▶ EXERCISE GOAL
Reproduce only the stretch of entries below that begins at the first line and ends at the line holding "no placeholder consumes.".

[DATA PROVIDED Boundary: Start]

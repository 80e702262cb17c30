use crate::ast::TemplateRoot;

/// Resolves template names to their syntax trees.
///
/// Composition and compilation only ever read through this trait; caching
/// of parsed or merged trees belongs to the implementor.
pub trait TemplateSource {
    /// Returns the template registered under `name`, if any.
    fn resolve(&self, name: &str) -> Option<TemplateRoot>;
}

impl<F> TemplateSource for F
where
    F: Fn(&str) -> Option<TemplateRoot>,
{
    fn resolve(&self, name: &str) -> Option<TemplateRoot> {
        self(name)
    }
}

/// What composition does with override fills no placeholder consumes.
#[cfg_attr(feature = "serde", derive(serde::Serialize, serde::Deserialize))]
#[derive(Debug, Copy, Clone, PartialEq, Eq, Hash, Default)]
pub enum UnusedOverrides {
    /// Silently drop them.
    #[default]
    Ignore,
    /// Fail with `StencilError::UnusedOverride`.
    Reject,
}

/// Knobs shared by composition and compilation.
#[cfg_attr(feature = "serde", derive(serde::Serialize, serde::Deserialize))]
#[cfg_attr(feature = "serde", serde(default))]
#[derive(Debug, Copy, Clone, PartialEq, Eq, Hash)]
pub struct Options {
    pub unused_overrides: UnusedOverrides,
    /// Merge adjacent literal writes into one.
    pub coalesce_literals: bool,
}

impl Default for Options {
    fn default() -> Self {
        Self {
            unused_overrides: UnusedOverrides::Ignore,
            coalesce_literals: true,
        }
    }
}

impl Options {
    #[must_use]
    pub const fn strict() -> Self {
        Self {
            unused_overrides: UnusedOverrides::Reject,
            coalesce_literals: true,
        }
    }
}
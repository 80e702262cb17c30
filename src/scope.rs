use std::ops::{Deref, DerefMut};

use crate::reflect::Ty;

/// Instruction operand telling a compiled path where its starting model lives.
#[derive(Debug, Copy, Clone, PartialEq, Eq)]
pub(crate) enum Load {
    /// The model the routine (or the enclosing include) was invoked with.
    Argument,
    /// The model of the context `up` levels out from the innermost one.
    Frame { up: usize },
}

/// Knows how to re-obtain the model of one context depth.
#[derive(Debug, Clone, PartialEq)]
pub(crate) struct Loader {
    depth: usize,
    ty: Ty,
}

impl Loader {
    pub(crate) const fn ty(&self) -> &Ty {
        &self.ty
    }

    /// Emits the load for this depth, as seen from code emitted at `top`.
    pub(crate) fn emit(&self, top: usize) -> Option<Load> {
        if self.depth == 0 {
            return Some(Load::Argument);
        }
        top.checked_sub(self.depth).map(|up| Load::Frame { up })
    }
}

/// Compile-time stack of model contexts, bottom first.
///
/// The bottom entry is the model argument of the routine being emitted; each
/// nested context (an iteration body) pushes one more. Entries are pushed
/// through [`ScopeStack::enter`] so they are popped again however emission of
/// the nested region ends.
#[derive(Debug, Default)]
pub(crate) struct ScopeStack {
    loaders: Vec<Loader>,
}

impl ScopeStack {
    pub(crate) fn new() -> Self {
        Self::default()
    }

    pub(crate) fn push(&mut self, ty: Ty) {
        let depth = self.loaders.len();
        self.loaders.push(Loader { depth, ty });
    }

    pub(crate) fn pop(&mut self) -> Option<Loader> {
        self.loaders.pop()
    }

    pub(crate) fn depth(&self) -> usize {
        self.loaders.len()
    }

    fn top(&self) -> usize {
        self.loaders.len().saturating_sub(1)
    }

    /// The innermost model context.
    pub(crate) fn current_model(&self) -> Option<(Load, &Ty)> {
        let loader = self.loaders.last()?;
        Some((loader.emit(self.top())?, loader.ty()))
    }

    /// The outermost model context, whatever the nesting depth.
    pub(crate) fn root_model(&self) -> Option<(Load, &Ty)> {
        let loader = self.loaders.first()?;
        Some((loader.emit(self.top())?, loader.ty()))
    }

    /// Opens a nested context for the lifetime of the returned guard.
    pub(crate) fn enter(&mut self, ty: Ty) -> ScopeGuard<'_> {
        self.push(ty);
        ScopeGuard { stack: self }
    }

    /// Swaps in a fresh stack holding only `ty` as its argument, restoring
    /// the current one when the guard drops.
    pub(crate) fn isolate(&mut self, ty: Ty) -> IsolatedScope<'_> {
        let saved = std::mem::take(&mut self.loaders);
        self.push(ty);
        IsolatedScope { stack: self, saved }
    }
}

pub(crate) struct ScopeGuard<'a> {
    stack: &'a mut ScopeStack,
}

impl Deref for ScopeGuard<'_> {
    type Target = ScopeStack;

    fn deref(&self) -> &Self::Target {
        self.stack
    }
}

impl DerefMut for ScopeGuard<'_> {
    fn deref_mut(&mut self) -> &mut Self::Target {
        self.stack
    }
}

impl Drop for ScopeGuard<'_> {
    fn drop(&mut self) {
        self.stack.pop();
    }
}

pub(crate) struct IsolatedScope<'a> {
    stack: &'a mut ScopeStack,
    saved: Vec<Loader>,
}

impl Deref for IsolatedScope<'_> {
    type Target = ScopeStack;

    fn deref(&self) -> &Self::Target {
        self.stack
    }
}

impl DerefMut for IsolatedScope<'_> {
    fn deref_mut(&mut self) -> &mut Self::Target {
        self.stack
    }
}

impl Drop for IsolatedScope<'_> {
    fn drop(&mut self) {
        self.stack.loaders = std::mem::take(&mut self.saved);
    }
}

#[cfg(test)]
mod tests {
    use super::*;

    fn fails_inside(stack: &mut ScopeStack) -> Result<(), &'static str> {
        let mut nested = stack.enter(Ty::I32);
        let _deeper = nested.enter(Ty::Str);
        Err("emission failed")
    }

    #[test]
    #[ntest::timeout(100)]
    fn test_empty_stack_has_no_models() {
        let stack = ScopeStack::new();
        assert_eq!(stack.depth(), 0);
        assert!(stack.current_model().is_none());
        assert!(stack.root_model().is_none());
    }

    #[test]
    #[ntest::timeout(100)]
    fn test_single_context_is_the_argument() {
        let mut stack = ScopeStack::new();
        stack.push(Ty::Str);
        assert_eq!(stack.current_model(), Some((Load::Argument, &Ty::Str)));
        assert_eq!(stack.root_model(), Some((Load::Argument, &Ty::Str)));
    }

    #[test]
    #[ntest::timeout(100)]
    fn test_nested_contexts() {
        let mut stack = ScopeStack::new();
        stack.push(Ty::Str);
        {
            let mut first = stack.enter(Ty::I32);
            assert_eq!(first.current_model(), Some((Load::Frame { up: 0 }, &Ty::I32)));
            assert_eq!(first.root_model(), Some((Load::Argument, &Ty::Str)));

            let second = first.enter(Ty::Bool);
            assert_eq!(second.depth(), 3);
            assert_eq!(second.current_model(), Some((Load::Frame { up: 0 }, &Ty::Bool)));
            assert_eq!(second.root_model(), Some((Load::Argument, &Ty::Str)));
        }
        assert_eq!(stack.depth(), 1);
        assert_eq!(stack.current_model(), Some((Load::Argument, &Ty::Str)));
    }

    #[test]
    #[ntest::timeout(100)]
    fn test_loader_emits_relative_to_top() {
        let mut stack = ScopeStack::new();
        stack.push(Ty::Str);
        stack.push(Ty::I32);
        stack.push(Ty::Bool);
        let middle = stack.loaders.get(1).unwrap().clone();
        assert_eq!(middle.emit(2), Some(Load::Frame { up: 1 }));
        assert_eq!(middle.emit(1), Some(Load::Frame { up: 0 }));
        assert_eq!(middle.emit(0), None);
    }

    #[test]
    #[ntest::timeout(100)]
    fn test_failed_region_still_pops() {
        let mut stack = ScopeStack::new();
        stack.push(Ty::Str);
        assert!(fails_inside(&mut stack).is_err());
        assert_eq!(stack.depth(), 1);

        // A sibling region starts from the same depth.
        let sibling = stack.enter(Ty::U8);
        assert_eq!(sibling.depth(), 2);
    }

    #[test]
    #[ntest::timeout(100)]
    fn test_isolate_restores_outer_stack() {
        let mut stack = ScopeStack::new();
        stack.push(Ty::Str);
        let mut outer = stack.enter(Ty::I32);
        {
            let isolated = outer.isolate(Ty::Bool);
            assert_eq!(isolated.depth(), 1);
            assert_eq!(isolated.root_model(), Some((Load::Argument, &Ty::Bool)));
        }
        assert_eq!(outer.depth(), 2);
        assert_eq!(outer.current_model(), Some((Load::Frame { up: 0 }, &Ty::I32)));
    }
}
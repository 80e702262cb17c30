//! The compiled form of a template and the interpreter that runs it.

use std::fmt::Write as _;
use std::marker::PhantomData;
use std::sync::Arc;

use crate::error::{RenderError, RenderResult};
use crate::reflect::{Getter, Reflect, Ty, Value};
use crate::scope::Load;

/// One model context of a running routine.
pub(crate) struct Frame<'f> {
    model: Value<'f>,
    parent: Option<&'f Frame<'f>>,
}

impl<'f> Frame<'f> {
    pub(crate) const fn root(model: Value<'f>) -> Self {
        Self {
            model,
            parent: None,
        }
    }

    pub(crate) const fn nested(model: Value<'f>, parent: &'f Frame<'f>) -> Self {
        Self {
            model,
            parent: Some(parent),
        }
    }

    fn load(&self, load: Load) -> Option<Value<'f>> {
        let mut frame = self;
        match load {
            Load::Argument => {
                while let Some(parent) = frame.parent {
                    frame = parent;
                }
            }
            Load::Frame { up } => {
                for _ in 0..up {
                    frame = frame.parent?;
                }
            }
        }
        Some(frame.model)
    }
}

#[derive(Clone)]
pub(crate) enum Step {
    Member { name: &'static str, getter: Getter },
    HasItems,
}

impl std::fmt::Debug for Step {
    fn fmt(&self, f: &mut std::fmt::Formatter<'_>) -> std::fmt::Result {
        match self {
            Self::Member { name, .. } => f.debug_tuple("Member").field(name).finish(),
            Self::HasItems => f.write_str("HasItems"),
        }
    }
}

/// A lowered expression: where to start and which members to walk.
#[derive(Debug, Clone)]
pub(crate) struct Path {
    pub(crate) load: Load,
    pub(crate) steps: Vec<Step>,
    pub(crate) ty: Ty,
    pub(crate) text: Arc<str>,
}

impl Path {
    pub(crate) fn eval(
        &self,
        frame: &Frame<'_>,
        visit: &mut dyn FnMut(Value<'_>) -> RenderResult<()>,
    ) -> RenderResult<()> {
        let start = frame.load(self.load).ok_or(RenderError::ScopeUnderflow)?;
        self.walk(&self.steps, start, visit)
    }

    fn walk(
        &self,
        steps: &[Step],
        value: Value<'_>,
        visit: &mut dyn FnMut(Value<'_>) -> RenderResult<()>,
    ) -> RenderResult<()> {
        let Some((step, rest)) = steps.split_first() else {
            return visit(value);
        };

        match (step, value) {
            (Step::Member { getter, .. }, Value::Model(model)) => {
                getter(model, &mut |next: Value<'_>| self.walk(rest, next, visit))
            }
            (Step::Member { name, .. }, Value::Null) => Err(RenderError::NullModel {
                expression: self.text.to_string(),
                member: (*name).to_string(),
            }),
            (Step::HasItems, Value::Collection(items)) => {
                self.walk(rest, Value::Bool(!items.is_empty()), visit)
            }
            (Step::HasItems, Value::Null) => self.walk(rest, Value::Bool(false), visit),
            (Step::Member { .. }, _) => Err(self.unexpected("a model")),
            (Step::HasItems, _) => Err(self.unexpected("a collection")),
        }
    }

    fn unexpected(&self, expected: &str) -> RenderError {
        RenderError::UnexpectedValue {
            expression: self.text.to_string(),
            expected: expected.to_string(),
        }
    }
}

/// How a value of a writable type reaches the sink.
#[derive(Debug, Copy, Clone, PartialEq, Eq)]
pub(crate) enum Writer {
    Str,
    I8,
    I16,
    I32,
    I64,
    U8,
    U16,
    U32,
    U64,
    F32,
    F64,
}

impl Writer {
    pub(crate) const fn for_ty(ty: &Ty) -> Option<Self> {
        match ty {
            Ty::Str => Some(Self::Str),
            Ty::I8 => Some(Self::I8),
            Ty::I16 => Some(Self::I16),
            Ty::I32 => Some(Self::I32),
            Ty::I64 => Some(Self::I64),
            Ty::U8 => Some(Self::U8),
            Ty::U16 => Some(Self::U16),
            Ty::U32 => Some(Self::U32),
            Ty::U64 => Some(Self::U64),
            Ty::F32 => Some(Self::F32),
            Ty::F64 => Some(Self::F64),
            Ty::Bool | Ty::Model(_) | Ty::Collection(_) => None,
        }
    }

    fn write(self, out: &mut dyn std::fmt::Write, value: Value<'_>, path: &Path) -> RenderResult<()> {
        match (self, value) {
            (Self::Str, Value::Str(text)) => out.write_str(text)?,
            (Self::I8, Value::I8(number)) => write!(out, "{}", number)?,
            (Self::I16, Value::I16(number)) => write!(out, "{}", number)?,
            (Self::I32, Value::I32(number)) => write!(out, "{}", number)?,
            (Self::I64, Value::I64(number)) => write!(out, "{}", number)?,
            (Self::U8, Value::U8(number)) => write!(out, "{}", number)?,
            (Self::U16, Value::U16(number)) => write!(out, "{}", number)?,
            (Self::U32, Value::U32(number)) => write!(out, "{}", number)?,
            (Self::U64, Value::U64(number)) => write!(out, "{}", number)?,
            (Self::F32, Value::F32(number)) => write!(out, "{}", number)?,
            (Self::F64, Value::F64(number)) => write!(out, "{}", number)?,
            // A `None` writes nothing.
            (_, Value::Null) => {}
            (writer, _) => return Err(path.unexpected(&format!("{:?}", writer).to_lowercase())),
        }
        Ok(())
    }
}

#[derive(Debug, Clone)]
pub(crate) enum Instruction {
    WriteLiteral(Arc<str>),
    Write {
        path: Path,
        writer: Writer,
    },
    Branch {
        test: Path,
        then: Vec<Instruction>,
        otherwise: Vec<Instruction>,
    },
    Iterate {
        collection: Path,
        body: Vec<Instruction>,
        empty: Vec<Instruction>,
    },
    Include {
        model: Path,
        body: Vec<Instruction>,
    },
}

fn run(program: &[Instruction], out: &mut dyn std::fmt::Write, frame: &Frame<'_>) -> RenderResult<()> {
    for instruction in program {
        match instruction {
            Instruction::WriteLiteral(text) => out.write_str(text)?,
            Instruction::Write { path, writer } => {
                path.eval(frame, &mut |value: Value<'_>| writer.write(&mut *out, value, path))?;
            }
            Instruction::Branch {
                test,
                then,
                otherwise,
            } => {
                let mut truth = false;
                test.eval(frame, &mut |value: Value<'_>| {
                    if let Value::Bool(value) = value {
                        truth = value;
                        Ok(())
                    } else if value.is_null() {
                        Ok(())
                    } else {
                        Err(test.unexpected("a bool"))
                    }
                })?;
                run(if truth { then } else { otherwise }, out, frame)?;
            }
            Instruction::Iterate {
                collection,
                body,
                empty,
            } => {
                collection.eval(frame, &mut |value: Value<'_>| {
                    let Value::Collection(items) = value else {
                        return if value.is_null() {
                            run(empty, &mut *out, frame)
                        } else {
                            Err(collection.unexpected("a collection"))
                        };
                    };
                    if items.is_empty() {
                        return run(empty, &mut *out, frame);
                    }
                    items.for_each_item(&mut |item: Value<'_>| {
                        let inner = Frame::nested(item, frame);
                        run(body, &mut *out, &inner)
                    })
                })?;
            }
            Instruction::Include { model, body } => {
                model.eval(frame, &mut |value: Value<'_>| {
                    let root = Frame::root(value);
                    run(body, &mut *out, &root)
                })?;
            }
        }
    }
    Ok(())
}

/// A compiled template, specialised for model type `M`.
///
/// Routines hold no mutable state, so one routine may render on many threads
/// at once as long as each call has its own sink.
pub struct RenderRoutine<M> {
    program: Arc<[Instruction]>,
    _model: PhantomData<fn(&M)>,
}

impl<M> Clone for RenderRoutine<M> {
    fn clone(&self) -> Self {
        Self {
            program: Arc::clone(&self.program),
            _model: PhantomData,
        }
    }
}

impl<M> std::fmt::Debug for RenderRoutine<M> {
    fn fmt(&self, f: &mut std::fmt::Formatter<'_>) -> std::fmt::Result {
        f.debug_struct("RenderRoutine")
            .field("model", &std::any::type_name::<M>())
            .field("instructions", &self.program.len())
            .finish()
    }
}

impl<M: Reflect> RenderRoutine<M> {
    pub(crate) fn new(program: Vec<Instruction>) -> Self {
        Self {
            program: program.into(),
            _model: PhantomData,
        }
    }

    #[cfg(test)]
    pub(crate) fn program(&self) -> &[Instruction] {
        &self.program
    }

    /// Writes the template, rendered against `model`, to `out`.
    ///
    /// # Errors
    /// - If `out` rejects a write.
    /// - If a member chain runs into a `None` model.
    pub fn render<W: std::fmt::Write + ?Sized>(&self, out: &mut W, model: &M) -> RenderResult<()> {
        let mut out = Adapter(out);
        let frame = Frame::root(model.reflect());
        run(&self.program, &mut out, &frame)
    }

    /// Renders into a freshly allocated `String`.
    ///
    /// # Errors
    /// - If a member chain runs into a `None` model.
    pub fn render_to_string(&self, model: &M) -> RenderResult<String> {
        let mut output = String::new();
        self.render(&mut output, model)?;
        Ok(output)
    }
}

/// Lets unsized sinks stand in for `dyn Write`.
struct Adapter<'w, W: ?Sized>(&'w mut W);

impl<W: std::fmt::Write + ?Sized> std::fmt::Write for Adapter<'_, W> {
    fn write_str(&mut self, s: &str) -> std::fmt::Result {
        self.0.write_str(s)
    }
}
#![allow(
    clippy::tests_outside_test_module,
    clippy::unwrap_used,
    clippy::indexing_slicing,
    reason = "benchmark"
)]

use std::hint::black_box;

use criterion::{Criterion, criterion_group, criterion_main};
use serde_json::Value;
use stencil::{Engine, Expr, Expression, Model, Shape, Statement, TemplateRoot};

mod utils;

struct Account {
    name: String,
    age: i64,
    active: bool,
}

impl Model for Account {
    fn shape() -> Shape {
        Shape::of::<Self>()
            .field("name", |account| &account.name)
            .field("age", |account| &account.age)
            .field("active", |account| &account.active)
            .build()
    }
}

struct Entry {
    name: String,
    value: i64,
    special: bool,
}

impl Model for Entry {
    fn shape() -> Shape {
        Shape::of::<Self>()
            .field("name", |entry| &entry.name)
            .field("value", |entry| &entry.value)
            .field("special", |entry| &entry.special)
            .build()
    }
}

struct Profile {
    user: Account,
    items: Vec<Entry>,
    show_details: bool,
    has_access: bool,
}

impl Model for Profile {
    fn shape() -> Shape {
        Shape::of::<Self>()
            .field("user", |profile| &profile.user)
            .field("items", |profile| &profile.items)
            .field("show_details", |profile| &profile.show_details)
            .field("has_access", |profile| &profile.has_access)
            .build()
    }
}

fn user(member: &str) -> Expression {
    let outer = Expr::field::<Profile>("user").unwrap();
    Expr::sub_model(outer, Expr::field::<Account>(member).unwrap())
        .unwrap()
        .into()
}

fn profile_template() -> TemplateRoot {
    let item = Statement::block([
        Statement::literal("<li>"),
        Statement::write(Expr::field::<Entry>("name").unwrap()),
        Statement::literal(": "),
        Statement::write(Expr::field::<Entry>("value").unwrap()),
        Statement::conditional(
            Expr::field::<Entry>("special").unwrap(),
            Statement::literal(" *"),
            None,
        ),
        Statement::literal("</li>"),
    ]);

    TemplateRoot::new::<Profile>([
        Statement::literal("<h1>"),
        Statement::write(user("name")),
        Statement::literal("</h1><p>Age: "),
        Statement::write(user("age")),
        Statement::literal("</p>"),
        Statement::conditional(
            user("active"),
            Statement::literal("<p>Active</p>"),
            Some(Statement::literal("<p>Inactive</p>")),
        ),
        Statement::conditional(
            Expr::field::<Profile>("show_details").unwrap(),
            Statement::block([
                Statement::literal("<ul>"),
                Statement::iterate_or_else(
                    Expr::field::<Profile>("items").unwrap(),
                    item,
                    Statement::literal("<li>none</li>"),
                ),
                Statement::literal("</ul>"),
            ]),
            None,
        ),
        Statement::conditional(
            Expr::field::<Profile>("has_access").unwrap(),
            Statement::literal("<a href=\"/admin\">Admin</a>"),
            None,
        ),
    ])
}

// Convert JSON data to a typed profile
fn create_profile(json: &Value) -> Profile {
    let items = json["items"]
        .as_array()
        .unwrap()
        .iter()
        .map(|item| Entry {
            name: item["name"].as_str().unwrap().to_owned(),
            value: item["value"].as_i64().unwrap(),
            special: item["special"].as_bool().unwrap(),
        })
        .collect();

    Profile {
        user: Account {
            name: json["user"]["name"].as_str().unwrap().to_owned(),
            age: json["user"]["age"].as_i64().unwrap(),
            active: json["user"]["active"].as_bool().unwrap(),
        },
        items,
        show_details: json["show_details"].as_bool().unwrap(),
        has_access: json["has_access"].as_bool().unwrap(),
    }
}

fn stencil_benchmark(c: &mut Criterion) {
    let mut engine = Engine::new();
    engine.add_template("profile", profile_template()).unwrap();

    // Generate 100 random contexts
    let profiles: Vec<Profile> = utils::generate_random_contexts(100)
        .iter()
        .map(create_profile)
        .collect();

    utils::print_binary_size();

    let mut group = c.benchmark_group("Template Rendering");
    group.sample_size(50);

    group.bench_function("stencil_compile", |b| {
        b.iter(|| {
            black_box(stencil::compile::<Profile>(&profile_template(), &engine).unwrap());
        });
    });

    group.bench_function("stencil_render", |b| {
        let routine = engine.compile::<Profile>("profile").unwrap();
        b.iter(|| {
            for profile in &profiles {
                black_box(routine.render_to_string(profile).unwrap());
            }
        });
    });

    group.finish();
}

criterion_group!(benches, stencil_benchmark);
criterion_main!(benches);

[DATA PROVIDED Boundary: End]

▶ TASK SOLUTION
repository 80e702262cb17c30
use crate::ast::TemplateRoot;

/// Resolves template names to their syntax trees.
///
/// Composition and compilation only ever read through this trait; caching
/// of parsed or merged trees belongs to the implementor.
pub trait TemplateSource {
    /// Returns the template registered under `name`, if any.
    fn resolve(&self, name: &str) -> Option<TemplateRoot>;
}

impl<F> TemplateSource for F
where
    F: Fn(&str) -> Option<TemplateRoot>,
{
    fn resolve(&self, name: &str) -> Option<TemplateRoot> {
        self(name)
    }
}

/// What composition does with override fills no placeholder consumes.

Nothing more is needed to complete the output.